Constructing Generalized Sample Transition Probabilities with Biased Simulations
Constructing Generalized Sample Transition Probabilities with Biased Simulations
In molecular dynamics (MD) simulations, accessing transition probabilities between states is crucial for understanding kinetic information, such as reaction paths and rates. However, standard MD simulations are hindered by the capacity to visit the states of interest, prompting the use of enhanced sampling to accelerate the process. Unfortunately, biased simulations alter the inherent probability distributions, making kinetic computations using techniques such as diffusion maps challenging. Here, we use a coarse-grained Markov chain to estimate the intrinsic pairwise transition probabilities between states sampled from a biased distribution.
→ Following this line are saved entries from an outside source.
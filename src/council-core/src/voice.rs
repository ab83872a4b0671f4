//! Per-persona voice selection for the local speech engine.

use std::collections::HashMap;

use crate::config::VoicesConfig;
use crate::persona::PersonaId;

/// Picks one engine voice per persona from the engine's catalog.
///
/// Choices are derived when a catalog arrives and kept until the next one.
#[derive(Debug, Clone, Default)]
pub struct VoiceSelector {
    config: VoicesConfig,
    chosen: HashMap<PersonaId, String>,
}

impl VoiceSelector {
    pub fn new(config: VoicesConfig) -> Self {
        Self {
            config,
            chosen: HashMap::new(),
        }
    }

    /// Re-derive every persona's voice from `catalog`.
    pub fn refresh(&mut self, catalog: &[String]) {
        self.chosen.clear();
        if catalog.is_empty() {
            return;
        }

        let mut english: Vec<&String> = catalog.iter().filter(|v| is_english(v)).collect();
        english.sort();

        for (position, persona) in PersonaId::ALL.iter().copied().enumerate() {
            let preferred = self
                .config
                .preferences_for(persona)
                .iter()
                .find(|v| catalog.contains(v));
            let fallback = self
                .config
                .default_voice
                .as_ref()
                .filter(|v| catalog.contains(v));
            let pooled = (!english.is_empty()).then(|| english[position % english.len()]);

            if let Some(voice) = preferred
                .or(fallback)
                .or(pooled)
                .or_else(|| catalog.first())
            {
                self.chosen.insert(persona, voice.clone());
            }
        }
    }

    /// Voice for `persona`, or `None` to let the engine use its own default.
    pub fn voice_for(&self, persona: PersonaId) -> Option<&str> {
        self.chosen.get(&persona).map(String::as_str)
    }
}

fn is_english(voice: &str) -> bool {
    ["af_", "am_", "bf_", "bm_"]
        .iter()
        .any(|prefix| voice.starts_with(prefix))
}
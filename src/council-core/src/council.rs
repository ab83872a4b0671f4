//! Council rosters.
//!
//! A council is the set of personas one deployment fields, the persona that
//! speaks when nobody else can be identified, and the phrase cues used to
//! guess a speaker from unlabeled text.

use crate::persona::PersonaId;

/// A content cue: text matching `pattern` probably belongs to `persona`.
#[derive(Debug, Clone, Copy, PartialEq, Eq)]
pub struct PhraseCue {
    pub persona: PersonaId,
    /// Case-insensitive regular expression.
    pub pattern: &'static str,
}

/// Trait for defining council rosters.
///
/// Implement this trait to field a different set of personas.
pub trait Council: Send + Sync {
    /// Returns the registry name of this council.
    fn name(&self) -> &str;

    /// Returns the display name for the council.
    fn display_name(&self) -> &str;

    /// Members in speaking order.
    fn members(&self) -> &[PersonaId];

    /// Persona used when detection fails.
    fn default_persona(&self) -> PersonaId;

    /// Ordered cue table; the first matching cue wins.
    fn cues(&self) -> &[PhraseCue];

    /// Whether `persona` sits on this council.
    fn has_member(&self, persona: PersonaId) -> bool {
        self.members().contains(&persona)
    }
}

/// Intuition, Reason and Fear.
#[derive(Debug, Clone, Default)]
pub struct InnerTriad;

const TRIAD_MEMBERS: [PersonaId; 3] = [PersonaId::Intuition, PersonaId::Reason, PersonaId::Fear];

const TRIAD_CUES: [PhraseCue; 6] = [
    PhraseCue {
        persona: PersonaId::Fear,
        pattern: r"\b(afraid|scared|terrif\w*|what if|panic)\b",
    },
    PhraseCue {
        persona: PersonaId::Reason,
        pattern: r"\b(logic\w*|let'?s weigh|weigh(ing)? the|pros and cons|rational\w*)\b",
    },
    PhraseCue {
        persona: PersonaId::Intuition,
        pattern: r"\b(gut|i sense|deep down|instinct\w*)\b",
    },
    PhraseCue {
        persona: PersonaId::Fear,
        pattern: r"\b(risk\w*|danger\w*|worr(y|ied))\b",
    },
    PhraseCue {
        persona: PersonaId::Reason,
        pattern: r"\b(evidence|consider|therefore)\b",
    },
    PhraseCue {
        persona: PersonaId::Intuition,
        pattern: r"\b(i feel|feels? right|trust yourself)\b",
    },
];

impl Council for InnerTriad {
    fn name(&self) -> &str {
        "inner-triad"
    }

    fn display_name(&self) -> &str {
        "Inner Council (Intuition, Reason, Fear)"
    }

    fn members(&self) -> &[PersonaId] {
        &TRIAD_MEMBERS
    }

    fn default_persona(&self) -> PersonaId {
        PersonaId::Intuition
    }

    fn cues(&self) -> &[PhraseCue] {
        &TRIAD_CUES
    }
}

/// Facts, Heart, Caution, Optimist, Creator and the Guide who moderates.
#[derive(Debug, Clone, Default)]
pub struct SixVoices;

const SIX_MEMBERS: [PersonaId; 6] = [
    PersonaId::Facts,
    PersonaId::Heart,
    PersonaId::Caution,
    PersonaId::Optimist,
    PersonaId::Creator,
    PersonaId::Guide,
];

const SIX_CUES: [PhraseCue; 6] = [
    PhraseCue {
        persona: PersonaId::Facts,
        pattern: r"\b(data|evidence|numbers?|statistic\w*|research)\b",
    },
    PhraseCue {
        persona: PersonaId::Caution,
        pattern: r"\b(careful|risk\w*|downside|what if|danger\w*)\b",
    },
    PhraseCue {
        persona: PersonaId::Heart,
        pattern: r"\b(i feel|feelings?|hopeful|love|hurt\w*)\b",
    },
    PhraseCue {
        persona: PersonaId::Optimist,
        pattern: r"\b(bright side|opportunit\w*|upside|good news)\b",
    },
    PhraseCue {
        persona: PersonaId::Creator,
        pattern: r"\b(imagine|what about|new idea|brainstorm\w*)\b",
    },
    PhraseCue {
        persona: PersonaId::Guide,
        pattern: r"\b(let'?s|next step|together|to sum up)\b",
    },
];

impl Council for SixVoices {
    fn name(&self) -> &str {
        "six-voices"
    }

    fn display_name(&self) -> &str {
        "Six Voices (Facts, Heart, Caution, Optimist, Creator, Guide)"
    }

    fn members(&self) -> &[PersonaId] {
        &SIX_MEMBERS
    }

    fn default_persona(&self) -> PersonaId {
        PersonaId::Guide
    }

    fn cues(&self) -> &[PhraseCue] {
        &SIX_CUES
    }
}

/// Get a council by name.
pub fn get_council(name: &str) -> Option<Box<dyn Council>> {
    match name.to_lowercase().as_str() {
        "inner-triad" => Some(Box::new(InnerTriad)),
        "six-voices" => Some(Box::new(SixVoices)),
        _ => None,
    }
}

/// List all available council names.
pub fn available_councils() -> Vec<&'static str> {
    vec!["inner-triad", "six-voices"]
}

#[cfg(test)]
mod tests {
    use super::*;

    #[test]
    fn test_get_council_known_names() {
        assert_eq!(get_council("inner-triad").unwrap().name(), "inner-triad");
        assert_eq!(get_council("SIX-VOICES").unwrap().name(), "six-voices");
        assert!(get_council("parliament").is_none());
    }

    #[test]
    fn test_default_persona_is_a_member() {
        for name in available_councils() {
            let council = get_council(name).unwrap();
            assert!(council.has_member(council.default_persona()));
            assert!(!council.has_member(PersonaId::User));
        }
    }

    #[test]
    fn test_cues_only_name_members() {
        for name in available_councils() {
            let council = get_council(name).unwrap();
            for cue in council.cues() {
                assert!(council.has_member(cue.persona), "{:?} in {}", cue.persona, name);
            }
        }
    }
}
Our method, which we call the generalized sample transition probability (GSTP), can recover transition probabilities without relying on an underlying stochastic process and specifying the form of the kernel function, which is necessary for the diffusion map method. The proposed algorithm is validated on model systems such as a harmonic oscillator, alanine dipeptide in vacuum, and met-enkephalin in solvent. The results demonstrate that GSTP effectively recovers the unbiased eigenvalues and eigenstates from biased data. GSTP provides a general framework for analyzing kinetic information in complex systems, where biased simulations are necessary to access longer timescales.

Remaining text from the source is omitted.